Awwww yeah.
That, in case you didn’t know, is the required lead-in for any review about a wrestling game this year. Don’t trust any review that doesn’t start that way. Awwww, hell yeah.
WWE-style wrestling is about one thing, and this is equally important to understand if you’re a developer as it is if you’re a wrestling fan: it’s about putting on a good show. It’s not really about pulling off elbow drops, clotheslines, and Koronco busters. It’s about letting the audience taste the pain and anticipate the swelling tide of violence. Everyone knows that wrestling isn’t real, it’s pure theatrics. And when you play a game that puts you in the ring, it’s not just about winning. It’s about rhythm, staging, drama, smack-talk, and looking fearsome in tights.
WWE ’12 understands this perfectly.
Step one to creating an epic match: get your lineup straight. WWE ’12 has a great one built-in, with more players available to be added via downloadable content. Check.
Step one point five is to make sure the real-world wrestlers are represented accurately, right down the costumes and smoke-and-laser filled theatrical entrances. WWE ’12 does you one better by allowing you to tweak existing wrestlers’ stats and abilities, and customize your own player-generated characters down to the minutia of logos, signature moves, and zebra-striped patent-leather chaps. Check.
Step two is to get the rhythm of a match, which has to start with aggravation and end, preferably, with a stunning display of shame-inducing ultra-violence. Unlike previous entries in the series, WWE ’12 supports a fluid progression from grappling with an opponent to choke-slamming the memory of their momma out of their stupid, stupid heads. Matches start light and end satisfyingly heavy. Escaping a particularly devastating move is possible, but requires superb timing and attention. And the more you win, the more damage you can do – skillful performance in a match results in visibly weakened opponents and allows even more punishing attacks, with seamless and convincing animations that won’t disappoint. It’s the spirit of Mortal Kombat, but with scary-looking beefy dudes with funny names in skin-tight outfits instead of…actually that’s kind of still Mortal Kombat, huh. Whatever. Check.
Step three is to make the focus on the wrestling matches themselves, and not bog down the game with lots of cutscenes and weird sequences of characters blathering while definitely not busting heads.
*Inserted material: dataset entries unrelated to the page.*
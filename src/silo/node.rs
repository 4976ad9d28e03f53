//! Node handles.
//!
//! A [`Node`] pairs shared ownership of a silo with the offset of one
//! element record inside it. Handles are cheap to create and navigate;
//! all traversal is offset arithmetic on the silo blob. Each handle also
//! carries its own map of opaque user payloads; the map belongs to the
//! handle, not the silo, so payloads never leak into other handles for
//! the same element.

use std::sync::Arc;

use hashbrown::HashMap;

use super::export::{self, ExportFlags};
use super::SiloCore;
use crate::error::{Error, Result};
use crate::query::Query;

/// A lightweight reference to one element within a silo.
#[derive(Debug, Clone)]
pub struct Node {
    silo: Arc<SiloCore>,
    off: u32,
    data: HashMap<String, Vec<u8>>,
}

impl PartialEq for Node {
    /// Two handles are equal iff they refer to the same silo and the
    /// same record; user data does not participate.
    fn eq(&self, other: &Self) -> bool {
        Arc::ptr_eq(&self.silo, &other.silo) && self.off == other.off
    }
}

impl Eq for Node {}

impl Node {
    pub(crate) fn new(silo: Arc<SiloCore>, off: u32) -> Node {
        Node {
            silo,
            off,
            data: HashMap::new(),
        }
    }

    pub(crate) fn offset(&self) -> u32 {
        self.off
    }

    pub(crate) fn core(&self) -> &Arc<SiloCore> {
        &self.silo
    }

    /// The interned element name; empty for the sentinel root.
    pub fn element(&self) -> Result<&str> {
        self.silo.element_name(self.off)
    }

    /// The element's text content, or `None` when unset.
    pub fn text(&self) -> Result<Option<&str>> {
        self.silo.text_of(self.off)
    }

    /// Attribute value by name, or `None` when the attribute is absent.
    pub fn attr(&self, name: &str) -> Result<Option<&str>> {
        self.silo.attr_of(self.off, name)
    }

    /// The parent node; `None` for the sentinel root.
    pub fn parent(&self) -> Result<Option<Node>> {
        Ok(self
            .silo
            .parent_off(self.off)?
            .map(|off| Node::new(Arc::clone(&self.silo), off)))
    }

    /// The first child, or `None` for a childless element.
    pub fn child(&self) -> Result<Option<Node>> {
        Ok(self
            .silo
            .child_off(self.off)?
            .map(|off| Node::new(Arc::clone(&self.silo), off)))
    }

    /// The next sibling, or `None` at the end of the sibling chain.
    pub fn next(&self) -> Result<Option<Node>> {
        Ok(self
            .silo
            .next_off(self.off)?
            .map(|off| Node::new(Arc::clone(&self.silo), off)))
    }

    /// All children in document order.
    pub fn children(&self) -> Result<Vec<Node>> {
        let mut out = Vec::new();
        let mut cur = self.child()?;
        while let Some(n) = cur {
            cur = n.next()?;
            out.push(n);
        }
        Ok(out)
    }

    /// Number of parent traversals to the sentinel root (which has
    /// depth 0).
    pub fn depth(&self) -> Result<u32> {
        self.silo.depth_of(self.off)
    }

    /// Query the subtree rooted at this node.
    ///
    /// The path is relative: a leading `/` is rejected, and siblings of
    /// this node are never considered even when they share its element
    /// name. `limit` bounds the result count (0 = unlimited).
    pub fn query(&self, xpath: &str, limit: usize) -> Result<Vec<Node>> {
        if xpath.starts_with('/') {
            return Err(Error::invalid_argument(format!(
                "absolute path '{xpath}' not allowed in a node-scoped query"
            )));
        }
        let element = self.element()?;
        // a query on the sentinel root is a whole-document query
        if element.is_empty() {
            let query = Query::compile(xpath)?;
            return crate::query::execute(&self.silo, None, &query, limit);
        }
        // prefix the path with this node's element name so the first
        // step resolves to the node itself
        let query = Query::compile(&format!("{element}/{xpath}"))?;
        crate::query::execute(&self.silo, Some(self.off), &query, limit)
    }

    /// Query the subtree and return the first result, or
    /// [`ErrorKind::NotFound`](crate::ErrorKind::NotFound) if nothing matched.
    pub fn query_first(&self, xpath: &str) -> Result<Node> {
        let mut results = self.query(xpath, 1)?;
        results
            .pop()
            .ok_or_else(|| Error::not_found(format!("no results for query '{xpath}'")))
    }

    /// Query the subtree and return the first result's text.
    ///
    /// Missing results and results without text are both
    /// [`ErrorKind::NotFound`](crate::ErrorKind::NotFound).
    pub fn query_text(&self, xpath: &str) -> Result<String> {
        let node = self.query_first(xpath)?;
        match node.text()? {
            Some(text) => Ok(text.to_string()),
            None => Err(Error::not_found(format!(
                "no text data for query '{xpath}'"
            ))),
        }
    }

    /// Query the subtree and export the first result as XML.
    pub fn query_export(&self, xpath: &str) -> Result<String> {
        let node = self.query_first(xpath)?;
        node.export(ExportFlags::NONE)
    }

    /// Export this node (and per `flags` its siblings) back to XML.
    pub fn export(&self, flags: ExportFlags) -> Result<String> {
        export::export_node(self, flags)
    }

    /// User payload previously stored with [`Node::set_data`].
    pub fn get_data(&self, key: &str) -> Option<&[u8]> {
        self.data.get(key).map(Vec::as_slice)
    }

    /// Attach an opaque payload to this handle.
    ///
    /// The payload lives and dies with this handle; other handles to the
    /// same element do not observe it.
    pub fn set_data(&mut self, key: &str, bytes: Vec<u8>) {
        self.data.insert(key.to_string(), bytes);
    }
}

#[cfg(test)]
mod tests {
    use crate::builder::{Builder, CompileFlags};
    use crate::Silo;

    fn compile(xml: &str) -> Silo {
        let mut builder = Builder::new();
        builder.import_xml(xml).unwrap();
        builder.compile(CompileFlags::NONE).unwrap()
    }

    #[test]
    fn handles_compare_by_silo_and_offset() {
        let silo = compile("<r><a/><a/></r>");
        let first = silo.query_first("r/a").unwrap();
        let again = silo.query_first("r/a").unwrap();
        let second = silo.query("r/a", 0).unwrap().pop().unwrap();

        assert_eq!(first, again);
        assert_ne!(first, second);

        // equal structure in a different silo is a different node
        let other = compile("<r><a/><a/></r>");
        let foreign = other.query_first("r/a").unwrap();
        assert_ne!(first, foreign);
    }

    #[test]
    fn user_data_is_handle_local() {
        let silo = compile("<r><a/></r>");
        let mut first = silo.query_first("r/a").unwrap();
        first.set_data("key", b"payload".to_vec());
        assert_eq!(first.get_data("key"), Some(&b"payload"[..]));
        assert_eq!(first.get_data("other"), None);

        // a freshly created handle to the same element has no data
        let second = silo.query_first("r/a").unwrap();
        assert_eq!(second.get_data("key"), None);
    }

    #[test]
    fn scoped_query_stays_inside_subtree() {
        let silo = compile("<r><a><b>one</b></a><a><b>two</b></a></r>");
        let second_a = silo.query("r/a", 0).unwrap().pop().unwrap();

        let hits = second_a.query("b", 0).unwrap();
        assert_eq!(hits.len(), 1);
        assert_eq!(hits[0].text().unwrap(), Some("two"));
    }

    #[test]
    fn scoped_query_rejects_absolute_path() {
        let silo = compile("<r><a/></r>");
        let a = silo.query_first("r/a").unwrap();
        let err = a.query("/r", 0).unwrap_err();
        assert_eq!(err.kind(), crate::ErrorKind::InvalidArgument);
    }

    #[test]
    fn query_text_reports_missing_text() {
        let silo = compile("<r><a><b>hi</b><c/></a></r>");
        let a = silo.query_first("r/a").unwrap();

        assert_eq!(a.query_text("b").unwrap(), "hi");
        let err = a.query_text("c").unwrap_err();
        assert_eq!(err.kind(), crate::ErrorKind::NotFound);
        let err = a.query_text("missing").unwrap_err();
        assert_eq!(err.kind(), crate::ErrorKind::NotFound);
    }

    #[test]
    fn children_returns_document_order() {
        let silo = compile("<r><a/><b/><c/></r>");
        let r = silo.query_first("r").unwrap();
        let names: Vec<_> = r
            .children()
            .unwrap()
            .iter()
            .map(|n| n.element().unwrap().to_string())
            .collect();
        assert_eq!(names, ["a", "b", "c"]);
    }
}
Here’s where the wagon does lose a wheel or two, as there is kind of too much of this in WWE ’12, and the single-player campaign is, as is often the case in the era of massively multiplayer everything, kind of restrictive (limiting you to four characters) and stultifying. Still, all the fake commercials and backstage shenanigans do add an air of authenticity to a game which is based on what is, in the end, a really popular TV show. So, OK. Good enough. Check and mate.
Three steps is way more than enough for me, and I would expect for most wrestling fans. Do you like wrestling? OK then, you can stop reading. Do you think wrestling is stupid? Hoo boy. Play this game and accept my dare not to get caught a-whoopin’ and hollerin’ by the end of your third match. You will be able to smell what THQ is cookin’. This is The Game…and it is that damn good.